Los señalamientos emergieron en la mesa de diálogos iniciados en 2023 entre el Gobierno y estas estructuras criminales, con el objetivo de reducir la violencia en el territorio. Lideresas comunitarias que han denunciado estos hechos por años participaron en la construcción del acuerdo, que busca poner fin a la instrumentalización de las jóvenes por parte de las bandas. Dos de las estructuras ya enviaron comunicados de compromiso con el pacto, mientras se espera el tercero, aunque la gobernadora Toro enfatizó la necesidad de mecanismos de verificación para garantizar su cumplimiento.

Voces que denuncian la esclavitud sexual y los feminicidios

Fabio Cardozo describió con crudeza las atrocidades reportadas, destacando cómo las niñas son víctimas de esclavitud sexual y reclutamiento forzado. Ani Banguero, por su parte, vinculó los recientes feminicidios en Buenaventura directamente al conflicto entre Shottas y Espartanos, subrayando el impacto desproporcionado en las mujeres. La gobernadora Toro detalló cómo las bandas ofrecen recursos a las muchachas para luego obligarlas a unirse, configurando un claro abuso sexual.

“Tenemos incluso nosotros denuncias de niñas que se llevan un fin de semana, eso se llama esclavitud sexual, de niñas que reclutan a la fuerza en las bandas, que las ponen a ser bandados, que tal cosa, o que las violentan directa y físicamente hasta perder la vida.”

Fabio Cardozo, jefe de la delegación del Gobierno Nacional en la mesa de diálogos

“Instrumentalizan a las muchachas, les ofrecen recursos, pero además se las llevan, y pues ellas les toca ir, entonces esto prácticamente es un abuso sexual que hacen de estas niñas.”
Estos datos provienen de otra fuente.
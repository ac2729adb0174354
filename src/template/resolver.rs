//! Placeholder resolution for message templates.
//!
//! Supports direct `{{name}}` substitution and `{{format:name}}` where the
//! format prefix applies a deterministic, locale-independent formatter before
//! substitution. Resolution order: runtime variables override declared
//! defaults, and system variables fill any slot left unset or empty.

use std::collections::HashMap;

use chrono::{DateTime, Datelike, Utc};
use serde_json::Value;

use super::types::{RenderedMessage, Template, TemplateError, TemplateResult};

/// Built-in placeholder formatters.
#[derive(Debug, Clone, Copy, PartialEq, Eq)]
enum VariableFormat {
    Date,
    Datetime,
    Time,
    Currency,
    Number,
    Percentage,
}

impl VariableFormat {
    fn parse(s: &str) -> Option<Self> {
        match s {
            "date" => Some(Self::Date),
            "datetime" => Some(Self::Datetime),
            "time" => Some(Self::Time),
            "currency" => Some(Self::Currency),
            "number" => Some(Self::Number),
            "percentage" => Some(Self::Percentage),
            _ => None,
        }
    }
}

/// Resolve a template against a runtime variable set.
///
/// Placeholders referencing undefined, non-defaulted variables are left
/// verbatim in the output and reported through
/// [`RenderedMessage::missing_variables`] so a human reviewer can spot the
/// gap; the run proceeds. Nested or unterminated placeholders fail the whole
/// resolution.
///
/// Apart from the once-per-call system clock read, resolution is a pure
/// function of its inputs.
pub fn resolve(
    template: &Template,
    variables: &HashMap<String, Value>,
) -> TemplateResult<RenderedMessage> {
    let vars = build_variable_map(template, variables, Utc::now());
    let mut state = RenderState::default();

    let subject = render_field("subject", &template.subject, &vars, &mut state)?;
    let body = render_field("body", &template.body, &vars, &mut state)?;
    let html_body = match &template.html_body {
        Some(html) => Some(render_field("html_body", html, &vars, &mut state)?),
        None => None,
    };

    Ok(RenderedMessage {
        subject,
        body,
        html_body,
        resolved_count: state.resolved.len(),
        missing_variables: state.missing,
    })
}

/// Merged variable view for one resolution pass.
///
/// Declared defaults first, runtime overrides on top, then system variables
/// for every slot still unset or empty. A runtime override cannot blank out a
/// system variable.
fn build_variable_map(
    template: &Template,
    runtime: &HashMap<String, Value>,
    now: DateTime<Utc>,
) -> HashMap<String, Value> {
    let mut vars: HashMap<String, Value> = HashMap::new();

    for declared in &template.variables {
        if let Some(default) = &declared.default_value {
            vars.insert(declared.name.clone(), default.clone());
        }
    }

    for (name, value) in runtime {
        vars.insert(name.clone(), value.clone());
    }

    for (name, value) in system_variables(now) {
        let overridden = vars.get(name).map(|v| !is_empty_value(v)).unwrap_or(false);
        if !overridden {
            vars.insert(name.to_string(), value);
        }
    }

    vars
}

fn system_variables(now: DateTime<Utc>) -> [(&'static str, Value); 5] {
    [
        ("timestamp", Value::String(now.to_rfc3339())),
        (
            "currentDate",
            Value::String(now.format("%Y-%m-%d").to_string()),
        ),
        ("year", Value::String(now.year().to_string())),
        ("month", Value::String(format!("{:02}", now.month()))),
        ("day", Value::String(format!("{:02}", now.day()))),
    ]
}

fn is_empty_value(value: &Value) -> bool {
    match value {
        Value::Null => true,
        Value::String(s) => s.is_empty(),
        _ => false,
    }
}

#[derive(Default)]
struct RenderState {
    resolved: Vec<String>,
    missing: Vec<String>,
}

impl RenderState {
    fn note_resolved(&mut self, name: &str) {
        if !self.resolved.iter().any(|n| n == name) {
            self.resolved.push(name.to_string());
        }
    }

    fn note_missing(&mut self, name: &str) {
        if !self.missing.iter().any(|n| n == name) {
            self.missing.push(name.to_string());
        }
    }
}

fn render_field(
    field: &str,
    text: &str,
    vars: &HashMap<String, Value>,
    state: &mut RenderState,
) -> TemplateResult<String> {
    let mut out = String::with_capacity(text.len());
    let mut rest = text;

    while let Some(start) = rest.find("{{") {
        out.push_str(&rest[..start]);
        let after = &rest[start + 2..];

        let end = match after.find("}}") {
            Some(end) => end,
            None => {
                return Err(TemplateError::UnterminatedPlaceholder {
                    field: field.to_string(),
                })
            }
        };

        let token = &after[..end];
        if token.contains("{{") {
            return Err(TemplateError::NestedPlaceholder {
                field: field.to_string(),
            });
        }

        let (format, name) = split_token(token);
        match vars.get(name) {
            Some(value) => {
                let rendered = match format {
                    Some(f) => apply_format(f, value),
                    None => value_to_string(value),
                };
                out.push_str(&rendered);
                state.note_resolved(name);
            }
            None => {
                // Leave the placeholder visible so the gap is detectable.
                out.push_str("{{");
                out.push_str(token);
                out.push_str("}}");
                state.note_missing(name);
            }
        }

        rest = &after[end + 2..];
    }

    out.push_str(rest);
    Ok(out)
}

/// Split `format:name` tokens. An unknown prefix is not an error: the whole
/// token is treated as a plain variable name.
fn split_token(token: &str) -> (Option<VariableFormat>, &str) {
    if let Some((prefix, name)) = token.split_once(':') {
        if let Some(format) = VariableFormat::parse(prefix.trim()) {
            return (Some(format), name.trim());
        }
    }
    (None, token.trim())
}

fn apply_format(format: VariableFormat, value: &Value) -> String {
    match format {
        VariableFormat::Date => match datetime_of(value) {
            Some(dt) => dt.format("%Y-%m-%d").to_string(),
            None => value_to_string(value),
        },
        VariableFormat::Datetime => match datetime_of(value) {
            Some(dt) => dt.format("%Y-%m-%d %H:%M:%S").to_string(),
            None => value_to_string(value),
        },
        VariableFormat::Time => match datetime_of(value) {
            Some(dt) => dt.format("%H:%M:%S").to_string(),
            None => value_to_string(value),
        },
        VariableFormat::Currency => match number_of(value) {
            Some(n) => format!("${}", group_thousands(n, 2)),
            None => value_to_string(value),
        },
        VariableFormat::Number => match number_of(value) {
            Some(n) if n.fract() == 0.0 => group_thousands(n, 0),
            Some(n) => group_thousands(n, 2),
            None => value_to_string(value),
        },
        VariableFormat::Percentage => match number_of(value) {
            Some(n) => format!("{:.1}%", n),
            None => value_to_string(value),
        },
    }
}

/// Accepts RFC 3339 strings and integer epoch seconds.
fn datetime_of(value: &Value) -> Option<DateTime<Utc>> {
    match value {
        Value::String(s) => DateTime::parse_from_rfc3339(s)
            .ok()
            .map(|dt| dt.with_timezone(&Utc)),
        Value::Number(n) => n.as_i64().and_then(|secs| DateTime::from_timestamp(secs, 0)),
        _ => None,
    }
}

fn number_of(value: &Value) -> Option<f64> {
    match value {
        Value::Number(n) => n.as_f64(),
        Value::String(s) => s.trim().parse().ok(),
        _ => None,
    }
}

fn value_to_string(value: &Value) -> String {
    match value {
        Value::String(s) => s.clone(),
        Value::Number(n) => n.to_string(),
        Value::Bool(b) => b.to_string(),
        Value::Null => String::new(),
        // Arrays and objects substitute as their JSON representation
        _ => value.to_string(),
    }
}

fn group_thousands(n: f64, decimals: usize) -> String {
    let formatted = format!("{:.*}", decimals, n.abs());
    let (int_part, frac_part) = match formatted.split_once('.') {
        Some((i, f)) => (i, Some(f)),
        None => (formatted.as_str(), None),
    };

    let digits = int_part.len();
    let mut grouped = String::with_capacity(digits + digits / 3);
    for (i, c) in int_part.chars().enumerate() {
        if i > 0 && (digits - i) % 3 == 0 {
            grouped.push(',');
        }
        grouped.push(c);
    }

    let mut out = String::new();
    if n < 0.0 {
        out.push('-');
    }
    out.push_str(&grouped);
    if let Some(frac) = frac_part {
        out.push('.');
        out.push_str(frac);
    }
    out
}
//! Per-run configuration and result types.

mod types;

pub use types::{
    BatchOptions, ComplianceSettings, NotificationConfiguration, NotificationResult, Priority,
    RetryPolicy, RunError, ValidationMode,
};
//! Structured audit events.
//!
//! The engine emits one event per state transition; persisting them is the
//! caller's responsibility via an injected [`AuditSink`]. The engine itself
//! holds no durable store.

use async_trait::async_trait;
use chrono::{DateTime, Utc};
use dashmap::DashMap;
use serde::Serialize;
use uuid::Uuid;

use crate::channel::Channel;
use crate::delivery::DeliveryStatus;

/// One state transition inside a run.
///
/// Sensitive template variable values never appear in events; only variable
/// names are carried.
#[derive(Debug, Clone, Serialize)]
#[serde(tag = "type", rename_all = "snake_case")]
pub enum AuditEvent {
    TemplateResolved {
        run_id: Uuid,
        template_id: String,
        resolved_count: usize,
        missing_variables: Vec<String>,
        at: DateTime<Utc>,
    },
    ValidationRejected {
        run_id: Uuid,
        recipient_id: String,
        channel: Channel,
        reason: String,
        at: DateTime<Utc>,
    },
    AttemptMade {
        run_id: Uuid,
        recipient_id: String,
        channel: Channel,
        attempt_number: u32,
        status: DeliveryStatus,
        #[serde(skip_serializing_if = "Option::is_none")]
        error_code: Option<String>,
        at: DateTime<Utc>,
    },
    PairFinalized {
        run_id: Uuid,
        recipient_id: String,
        channel: Channel,
        status: DeliveryStatus,
        attempts: usize,
        elapsed_ms: u64,
        at: DateTime<Utc>,
    },
    EscalationFired {
        run_id: Uuid,
        trigger: String,
        reason: String,
        targets: Vec<String>,
        at: DateTime<Utc>,
    },
    AnalyticsComputed {
        run_id: Uuid,
        sent: u64,
        delivered: u64,
        failed: u64,
        at: DateTime<Utc>,
    },
    RunCompleted {
        run_id: Uuid,
        success: bool,
        records: usize,
        at: DateTime<Utc>,
    },
}

impl AuditEvent {
    /// The run this event belongs to.
    pub fn run_id(&self) -> Uuid {
        match self {
            AuditEvent::TemplateResolved { run_id, .. }
            | AuditEvent::ValidationRejected { run_id, .. }
            | AuditEvent::AttemptMade { run_id, .. }
            | AuditEvent::PairFinalized { run_id, .. }
            | AuditEvent::EscalationFired { run_id, .. }
            | AuditEvent::AnalyticsComputed { run_id, .. }
            | AuditEvent::RunCompleted { run_id, .. } => *run_id,
        }
    }
}

/// Collaborator that receives audit events as they happen.
///
/// Implementations must not block for long; the orchestrator awaits each
/// record call on the dispatch path.
#[async_trait]
pub trait AuditSink: Send + Sync {
    async fn record(&self, event: AuditEvent);
}

/// Sink that drops every event. Default when the caller wires no audit.
pub struct NoopAuditSink;

#[async_trait]
impl AuditSink for NoopAuditSink {
    async fn record(&self, _event: AuditEvent) {}
}

/// In-memory sink grouping events per run. Intended for tests and for hosts
/// that flush events to durable storage after a run completes.
#[derive(Default)]
pub struct MemoryAuditSink {
    events: DashMap<Uuid, Vec<AuditEvent>>,
}

impl MemoryAuditSink {
    pub fn new() -> Self {
        Self::default()
    }

    /// Events recorded for a run, in arrival order.
    pub fn events_for(&self, run_id: Uuid) -> Vec<AuditEvent> {
        self.events
            .get(&run_id)
            .map(|e| e.clone())
            .unwrap_or_default()
    }

    /// Total events across all runs.
    pub fn total_events(&self) -> usize {
        self.events.iter().map(|e| e.len()).sum()
    }

    /// Drop all events for a run, returning them.
    pub fn drain_run(&self, run_id: Uuid) -> Vec<AuditEvent> {
        self.events
            .remove(&run_id)
            .map(|(_, events)| events)
            .unwrap_or_default()
    }
}

#[async_trait]
impl AuditSink for MemoryAuditSink {
    async fn record(&self, event: AuditEvent) {
        self.events.entry(event.run_id()).or_default().push(event);
    }
}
Dilian Francisca Toro, gobernadora del Valle del Cauca

“Que las mujeres han sido muy afectadas en todo este conflicto que tiene que ver entre Shottas y Espartanos. Comenzamos a observar que los últimos feminicidios en Buenaventura tenían que ver de una u otra manera con esta estructura.”

Ani Banguero, lideresa comunitaria

La gobernadora Toro insistió en la urgencia de acciones concretas, recordando que el delegado de la mesa ya pactó con las bandas para detener estas prácticas, pero alertó sobre la falta de cumplimiento en acuerdos previos. “Es una denuncia que se ha presentado en Buenaventura y, por eso, el Delegado de la Mesa Socio Jurídica creada por el Gobierno nacional hizo un pacto con estas bandas para lograr que esto no se siga presentando. Estamos pidiendo un mecanismo de verificación porque muchas veces se hacen los pactos, pero no se cumplen”, afirmó. Finalmente, reiteró el objetivo central: “Lo que nosotros queremos es que no haya más niñas ni más jóvenes instrumentalizadas por las bandas criminales”. Este acuerdo representa un paso clave en los esfuerzos por la paz urbana, aunque persisten las dudas sobre su implementación efectiva en un territorio marcado por décadas de violencia.